4. Exemption from Liability as Public Utilities
The scope of the provisions on exemption in China's General Principles of Civil Law is very narrow, and only Article 107 provides an exemption for force majeure(note7). In other intellectual property rights laws, there are provisions on exemption for those who do not know and should not reasonably be charged with knowing of the unlawful sale of patented products(note8). The provisions for exemption from legal liability may form the basis of the defendant's defense, or the basis for exemption. If the grounds on which such defense rests are validated, the party does not bear, or fully bear civil liability. The basis of the defense, therefore, is referred to as the basis or condition for exemption. Under what circumstances should exemption be applied to ISPs? Many scholars assert that, since law provides that telecommunication services which only provide telephone connections have no right to interfere with the content of subscribers' communications; thus, they accordingly bear no liability for their subscribers' infringements in the content of their communications. Likewise, ISPs solely providing Internet service should also be exempted from liability for the content transmitted on their lines even, if such are infringing. It is not suitable for them to bear too great a degree of liability, since they have no right to filter, compile, examine, or oversee contents of the communications users exchange on the Internet(note9).

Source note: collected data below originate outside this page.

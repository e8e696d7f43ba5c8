//! Skiff integration test harness.
//!
//! Tests here drive the full sender pipeline through a channel sink and
//! inspect the emitted wire units, or feed them to a reassembler to check
//! the protocol round-trips. Everything runs in-process; no real transport
//! is involved.

use std::num::NonZeroUsize;

use anyhow::Result;
use bytes::Bytes;

use skiff_core::envelope::{BusinessData, Header, MetaData, TaskType};
use skiff_stream::{ChannelSink, EnvelopeBuilder, WireUnit};

mod sequencing;

// ── Harness ───────────────────────────────────────────────────────────────────

pub const APP_ID: &str = "com.acme.test";
pub const SESSION_ID: &str = "session-cafe";

/// Default message fixtures shared by the tests.
pub fn fixtures() -> (Header, MetaData, BusinessData) {
    (
        Header::new(APP_ID, SESSION_ID),
        MetaData::new("test", "word"),
        BusinessData::new(TaskType::Function, r#"{"name":"test"}"#),
    )
}

/// Run one send through a channel sink and collect every emitted unit.
pub async fn emit(chunk_size: usize, payload: Option<Bytes>) -> Result<(Vec<WireUnit>, Header)> {
    let (header, metadata, business) = fixtures();
    let builder = EnvelopeBuilder::new(NonZeroUsize::new(chunk_size).expect("chunk size"));

    let (mut sink, mut rx) = ChannelSink::new();
    builder
        .send_payload(&mut sink, &header, &metadata, &business, payload)
        .await?;
    drop(sink);

    let mut units = Vec::new();
    while let Some(unit) = rx.recv().await {
        units.push(unit);
    }
    Ok((units, header))
}

/// Sanity check on the harness itself: a send produces at least the first
/// envelope and the channel preserves order.
#[tokio::test]
async fn harness_emits_first_envelope() -> Result<()> {
    let (units, _) = emit(5, None).await?;
    assert_eq!(units.len(), 1);
    assert!(matches!(units[0], WireUnit::Text(_)));
    Ok(())
}
//! Sequencing and round-trip laws: chunk counts, index order, and payload
//! reconstruction through the reassembler.

use crate::*;

use skiff_core::wire::{decode_chunk, decode_first};
use skiff_stream::Reassembler;

/// 12 bytes at chunk size 5 → chunks [5, 5, 2], indexes 0, 1, 2, 3 in
/// emission order.
#[tokio::test]
async fn example_a_twelve_bytes_chunk_five() -> Result<()> {
    let (units, _) = emit(5, Some(Bytes::from_static(b"abcdefghijkl"))).await?;
    assert_eq!(units.len(), 4);

    let mut indexes = Vec::new();
    let mut lengths = Vec::new();
    for unit in &units {
        match unit {
            WireUnit::Text(text) => {
                let first = decode_first(text)?;
                indexes.push(first.meta_data.chunk_index);
                assert_eq!(first.meta_data.chunk_total, 3);
                assert_eq!(first.meta_data.length, 12);
            }
            WireUnit::Binary(bytes) => {
                let envelope = decode_chunk(bytes)?;
                indexes.push(envelope.descriptor.meta_data.chunk_index);
                lengths.push(envelope.chunk.len());
            }
        }
    }
    assert_eq!(indexes, vec![0, 1, 2, 3]);
    assert_eq!(lengths, vec![5, 5, 2]);
    Ok(())
}

/// Absent payload → exactly one envelope, chunkTotal 0, chunkIndex 0, no
/// chunk envelopes.
#[tokio::test]
async fn example_b_absent_payload() -> Result<()> {
    let (units, _) = emit(5, None).await?;
    assert_eq!(units.len(), 1);

    let WireUnit::Text(text) = &units[0] else {
        panic!("expected text frame");
    };
    let first = decode_first(text)?;
    assert_eq!(first.meta_data.chunk_total, 0);
    assert_eq!(first.meta_data.chunk_index, 0);
    assert_eq!(first.meta_data.length, 0);
    Ok(())
}

/// Payload length equal to the chunk size → one chunk envelope with
/// chunkTotal 1, chunkIndex 1, chunk length 5.
#[tokio::test]
async fn example_c_payload_equals_chunk_size() -> Result<()> {
    let (units, _) = emit(5, Some(Bytes::from_static(b"12345"))).await?;
    assert_eq!(units.len(), 2);

    let WireUnit::Binary(bytes) = &units[1] else {
        panic!("expected binary frame");
    };
    let envelope = decode_chunk(bytes)?;
    assert_eq!(envelope.descriptor.meta_data.chunk_total, 1);
    assert_eq!(envelope.descriptor.meta_data.chunk_index, 1);
    assert_eq!(envelope.chunk.len(), 5);
    Ok(())
}

/// Chunk lengths always sum to the total the first envelope announces.
#[tokio::test]
async fn chunk_lengths_sum_to_total() -> Result<()> {
    for (len, size) in [(0usize, 5usize), (1, 5), (5, 5), (12, 5), (64, 7), (100, 9)] {
        let payload: Bytes = vec![0xA5u8; len].into();
        let (units, _) = emit(size, Some(payload)).await?;

        let WireUnit::Text(text) = &units[0] else {
            panic!("expected text frame");
        };
        let announced = decode_first(text)?.meta_data.length;

        let mut sum = 0u64;
        for unit in &units[1..] {
            let WireUnit::Binary(bytes) = unit else {
                panic!("expected binary frame");
            };
            sum += decode_chunk(bytes)?.chunk.len() as u64;
        }
        assert_eq!(sum, announced, "len={len} size={size}");
        assert_eq!(sum, len as u64);
    }
    Ok(())
}

/// Full round trip: what the sender emits, the receiver reassembles into
/// the original payload, byte for byte.
#[tokio::test]
async fn round_trip_law() -> Result<()> {
    // 8 KiB of varied bytes across an uneven chunk size.
    let payload: Bytes = (0..8192u32).map(|i| (i * 31 % 251) as u8).collect::<Vec<_>>().into();
    let (units, header) = emit(733, Some(payload.clone())).await?;

    let reassembler = Reassembler::new();
    let mut completed = None;
    for unit in &units {
        if let Some(message) = reassembler.accept(unit)? {
            completed = Some(message);
        }
    }

    let message = completed.expect("message should complete");
    assert_eq!(message.header.msg_id, header.msg_id);
    assert_eq!(message.payload, payload);
    assert_eq!(message.metadata.length, payload.len() as u64);
    Ok(())
}

/// Two messages interleaved on one transport reassemble independently,
/// keyed by msg_id.
#[tokio::test]
async fn interleaved_messages_round_trip() -> Result<()> {
    let payload_a = Bytes::from_static(b"payload of the first logical message");
    let payload_b = Bytes::from_static(b"and the second");
    let (units_a, header_a) = emit(9, Some(payload_a.clone())).await?;
    let (units_b, header_b) = emit(9, Some(payload_b.clone())).await?;

    let reassembler = Reassembler::new();
    let mut done = Vec::new();
    let (mut a, mut b) = (units_a.iter(), units_b.iter());
    loop {
        let pair = [a.next(), b.next()];
        if pair.iter().all(Option::is_none) {
            break;
        }
        for unit in pair.into_iter().flatten() {
            if let Some(message) = reassembler.accept(unit)? {
                done.push(message);
            }
        }
    }

    assert_eq!(done.len(), 2);
    for message in done {
        if message.header.msg_id == header_a.msg_id {
            assert_eq!(message.payload, payload_a);
        } else {
            assert_eq!(message.header.msg_id, header_b.msg_id);
            assert_eq!(message.payload, payload_b);
        }
    }
    Ok(())
}
//! Transport sink — the single capability Skiff needs from a transport.
//!
//! The protocol never opens sockets, reconnects, or applies backpressure;
//! it hands finished units to a sink and expects ordered, no-silent-drop
//! delivery. Everything else (retries, flow control, acknowledgement) is
//! the transport's problem.

use bytes::Bytes;
use tokio::sync::mpsc;

/// One transmitted unit. The first envelope of a message goes out as text;
/// chunk envelopes go out as binary (descriptor + delimiter + raw bytes).
#[derive(Debug, Clone, PartialEq, Eq)]
pub enum WireUnit {
    Text(String),
    Binary(Bytes),
}

impl WireUnit {
    /// Size of the unit in bytes as it crosses the transport.
    pub fn len(&self) -> usize {
        match self {
            WireUnit::Text(text) => text.len(),
            WireUnit::Binary(bytes) => bytes.len(),
        }
    }

    pub fn is_empty(&self) -> bool {
        self.len() == 0
    }
}

/// Ordered, fire-and-forget delivery of wire units.
///
/// Implementations must deliver units to the remote end in the order `send`
/// resolves. An error means the unit was not delivered; this crate never
/// retries an individual unit (the retry granularity, if any, is a whole
/// logical message under a fresh `msg_id`).
#[allow(async_fn_in_trait)]
pub trait TransportSink {
    type Error: std::error::Error + Send + Sync + 'static;

    async fn send(&mut self, unit: WireUnit) -> Result<(), Self::Error>;
}

// ── Channel sink ──────────────────────────────────────────────────────────────

/// Sink backed by an unbounded tokio channel.
///
/// Stands in for a real transport in tests and demos, and wires the sender
/// to an in-process consumer. The channel preserves send order, which is
/// all the protocol asks of it.
#[derive(Debug, Clone)]
pub struct ChannelSink {
    tx: mpsc::UnboundedSender<WireUnit>,
}

/// The receiving half of a [`ChannelSink`] was dropped.
#[derive(Debug, thiserror::Error)]
#[error("channel sink closed: receiver dropped")]
pub struct ChannelClosed;

impl ChannelSink {
    /// Create a sink together with the receiver it feeds.
    pub fn new() -> (Self, mpsc::UnboundedReceiver<WireUnit>) {
        let (tx, rx) = mpsc::unbounded_channel();
        (Self { tx }, rx)
    }
}

impl TransportSink for ChannelSink {
    type Error = ChannelClosed;

    async fn send(&mut self, unit: WireUnit) -> Result<(), ChannelClosed> {
        self.tx.send(unit).map_err(|_| ChannelClosed)
    }
}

IV. ISPs' Copyright Liability
The legal liability of ISPs, as discussed in this article, refers to the liability that ISPs should bear when an act of infringement of other person's copyrights occurs in Internet data transmissions. When the legal liability of ISPs is discussed, what is initially analyzed is the problem of whether an ISP should be regarded as a traditional telecommunications public utility providing lines, or as a media publisher providing content. The difference between the scopes of such business and the respective natures thereof will give rise to a series of issues, such as whether certain ISPs have the capacity for, and obligation to screen or filter the contents of the Web, i.e., whether they can or should delete infringing content when aware of it, and whether they should bear joint liability with the Internet user publishing, copying or disseminating infringing content.
In judicial practice in some countries and regions, for example in the U.S. and Taiwan, ISPs are usually joined as defendants. Judging from the considerations cited abroad, there are three reasons for making the ISP a co-defendant. First, when injurious acts occur on the Internet, more often than not the aggrieved party is unable to locate or identify the persons guilty of the infringement (who are usually Internet users); an ISP, however, has a fixed place of an ISP, however, has a fixed place of business, and trade symbols, so it is easy for the plaintiff to identify. Secondly, an ISP usually has abundant financial resources, and the aggrieved party believes that his injury will be more readily compensated if the ISP is joined as a defendant. Third, traditional law regimes provide that content media may bear liability for infringing content. Furthermore, because of the reach and potential reverberations of a Web-disseminated infringement, and because the public's feelings are becoming increasingly aroused as a consequence of the ubiquity of such factors on the Web as, for example, obscenity and eroticism, fraud, false advertising and invasions of privacy, the public clamor for the imposition of legal liability is reaching fever pitch. The question comes down to one of how to weigh advantages and disadvantages, and respectively, how to develop and overcome them; how to prevent unguided drift, escalation of risks, encumbering business operations with unreasonable difficulties and obstruction of Internet development and data dissemination. These are the important issues that should be considered and imported into any analysis of the methodology for standardizing norms for ISP conduct and investigating and apportioning legal liability when infringement of people's legitimate rights and interests occurs.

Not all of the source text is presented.